- _What is needed_
Would you restate all the entries exactly, leaving nothing out?

- _Supplied entries_

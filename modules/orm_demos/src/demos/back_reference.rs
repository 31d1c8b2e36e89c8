//! Many-to-many with a back reference: two users share one language row,
//! and the language can list its speakers.

use super::DemoContext;
use crate::contract::NewPolyglot;
use crate::error::DemoError;
use crate::infra::storage::entity::{mmbr_language, mmbr_user, mmbr_user_language};
use crate::infra::storage::repositories::shared_language::Speaker;
use crate::infra::storage::repositories::SharedLanguageRepository;
use crate::infra::storage::schema::{auto_migrate, MigrationReport};

/// Language both demo users speak
pub const SHARED_LANGUAGE: &str = "汉语";

#[derive(Debug, Clone)]
pub struct BackReferenceReport {
    pub migrations: Vec<MigrationReport>,
    pub speakers: Vec<Speaker>,
    pub shared: mmbr_language::Model,
    /// Users reached from the shared language
    pub shared_speakers: Vec<mmbr_user::Model>,
}

pub async fn run(ctx: &DemoContext) -> Result<BackReferenceReport, DemoError> {
    let migrations = vec![
        auto_migrate(ctx.db(), mmbr_user::Entity, &ctx.schema).await?,
        auto_migrate(ctx.db(), mmbr_language::Entity, &ctx.schema).await?,
        auto_migrate(ctx.db(), mmbr_user_language::Entity, &ctx.schema).await?,
    ];
    let repo = SharedLanguageRepository::new(ctx.shared_db());

    let drafts = [
        NewPolyglot::new("Yangwawa", "Yangwawa0323@163.com").speaking([SHARED_LANGUAGE, "English"]),
        NewPolyglot::new("jinzhu", "fake@qq.com").speaking([SHARED_LANGUAGE]),
    ];
    let speakers = repo.create_users(&drafts).await?;

    let shared = speakers
        .iter()
        .flat_map(|(_, languages)| languages.iter())
        .find(|l| l.name == SHARED_LANGUAGE)
        .cloned()
        .ok_or_else(|| DemoError::not_found("mmbr_language", SHARED_LANGUAGE))?;
    let shared_speakers = repo.speakers_of(shared.id).await?;
    tracing::info!(
        language = %shared.name,
        speakers = shared_speakers.len(),
        "back reference resolved"
    );

    Ok(BackReferenceReport {
        migrations,
        speakers,
        shared,
        shared_speakers,
    })
}
//! Field-restricted insert followed by a batch insert

use super::DemoContext;
use crate::contract::NewUser;
use crate::error::DemoError;
use crate::infra::storage::entity::user;
use crate::infra::storage::repositories::UserRepository;
use crate::infra::storage::schema::{auto_migrate, MigrationReport};

/// Columns written by the restricted insert
pub const SELECTED_COLUMNS: [user::Column; 3] =
    [user::Column::Name, user::Column::Age, user::Column::Email];

#[derive(Debug, Clone)]
pub struct SelectiveInsertReport {
    pub migration: MigrationReport,
    /// Row written from a draft with a birthday that was not selected
    pub selected: user::Model,
    /// Ids assigned to the batch, in insertion order
    pub batch_ids: Vec<i32>,
}

pub async fn run(ctx: &DemoContext) -> Result<SelectiveInsertReport, DemoError> {
    let migration = auto_migrate(ctx.db(), user::Entity, &ctx.schema).await?;
    let repo = UserRepository::new(ctx.shared_db());

    let draft = NewUser::named("Jinzhu")
        .with_age(18)
        .with_birthday(chrono::Utc::now())
        .with_email("JinZhu@github.com");
    let selected = repo.create_selected(&draft, &SELECTED_COLUMNS).await?;

    let batch = ["jinzhu1", "jinzhu2", "jinzhu3"].map(|name| NewUser::named(name));
    let created = repo.create_batch(&batch).await?;

    let batch_ids: Vec<i32> = created.iter().map(|u| u.id).collect();
    for id in &batch_ids {
        tracing::info!(id, "user id");
    }

    Ok(SelectiveInsertReport {
        migration,
        selected,
        batch_ids,
    })
}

- _The completed task_
filename modules/orm_demos/src/demos/back_reference.rs
repository 31d1c8b2e36e89c8
//! Many-to-many with a back reference: two users share one language row,
//! and the language can list its speakers.

use super::DemoContext;
use crate::contract::NewPolyglot;
use crate::error::DemoError;
use crate::infra::storage::entity::{mmbr_language, mmbr_user, mmbr_user_language};
use crate::infra::storage::repositories::shared_language::Speaker;
use crate::infra::storage::repositories::SharedLanguageRepository;
use crate::infra::storage::schema::{auto_migrate, MigrationReport};

/// Language both demo users speak
pub const SHARED_LANGUAGE: &str = "汉语";

#[derive(Debug, Clone)]
pub struct BackReferenceReport {
    pub migrations: Vec<MigrationReport>,
    pub speakers: Vec<Speaker>,
    pub shared: mmbr_language::Model,
    /// Users reached from the shared language
    pub shared_speakers: Vec<mmbr_user::Model>,
}

pub async fn run(ctx: &DemoContext) -> Result<BackReferenceReport, DemoError> {
    let migrations = vec![
        auto_migrate(ctx.db(), mmbr_user::Entity, &ctx.schema).await?,
        auto_migrate(ctx.db(), mmbr_language::Entity, &ctx.schema).await?,
        auto_migrate(ctx.db(), mmbr_user_language::Entity, &ctx.schema).await?,
    ];
    let repo = SharedLanguageRepository::new(ctx.shared_db());

    let drafts = [
        NewPolyglot::new("Yangwawa", "Yangwawa0323@163.com").speaking([SHARED_LANGUAGE, "English"]),
        NewPolyglot::new("jinzhu", "fake@qq.com").speaking([SHARED_LANGUAGE]),
    ];
    let speakers = repo.create_users(&drafts).await?;

    let shared = speakers
        .iter()
        .flat_map(|(_, languages)| languages.iter())
        .find(|l| l.name == SHARED_LANGUAGE)
        .cloned()
        .ok_or_else(|| DemoError::not_found("mmbr_language", SHARED_LANGUAGE))?;
    let shared_speakers = repo.speakers_of(shared.id).await?;
    tracing::info!(
        language = %shared.name,
        speakers = shared_speakers.len(),
        "back reference resolved"
    );

    Ok(BackReferenceReport {
        migrations,
        speakers,
        shared,
        shared_speakers,
    })
}
//! Field-restricted insert followed by a batch insert

use super::DemoContext;
use crate::contract::NewUser;
use crate::error::DemoError;
use crate::infra::storage::entity::user;
use crate::infra::storage::repositories::UserRepository;
use crate::infra::storage::schema::{auto_migrate, MigrationReport};

/// Columns written by the restricted insert
pub const SELECTED_COLUMNS: [user::Column; 3] =
    [user::Column::Name, user::Column::Age, user::Column::Email];

#[derive(Debug, Clone)]
pub struct SelectiveInsertReport {
    pub migration: MigrationReport,
    /// Row written from a draft with a birthday that was not selected
    pub selected: user::Model,
    /// Ids assigned to the batch, in insertion order
    pub batch_ids: Vec<i32>,
}

pub async fn run(ctx: &DemoContext) -> Result<SelectiveInsertReport, DemoError> {
    let migration = auto_migrate(ctx.db(), user::Entity, &ctx.schema).await?;
    let repo = UserRepository::new(ctx.shared_db());

    let draft = NewUser::named("Jinzhu")
        .with_age(18)
        .with_birthday(chrono::Utc::now())
        .with_email("JinZhu@github.com");
    let selected = repo.create_selected(&draft, &SELECTED_COLUMNS).await?;

    let batch = ["jinzhu1", "jinzhu2", "jinzhu3"].map(|name| NewUser::named(name));
    let created = repo.create_batch(&batch).await?;

    let batch_ids: Vec<i32> = created.iter().map(|u| u.id).collect();
    for id in &batch_ids {
        tracing::info!(id, "user id");
    }

    Ok(SelectiveInsertReport {
        migration,
        selected,
        batch_ids,
    })
}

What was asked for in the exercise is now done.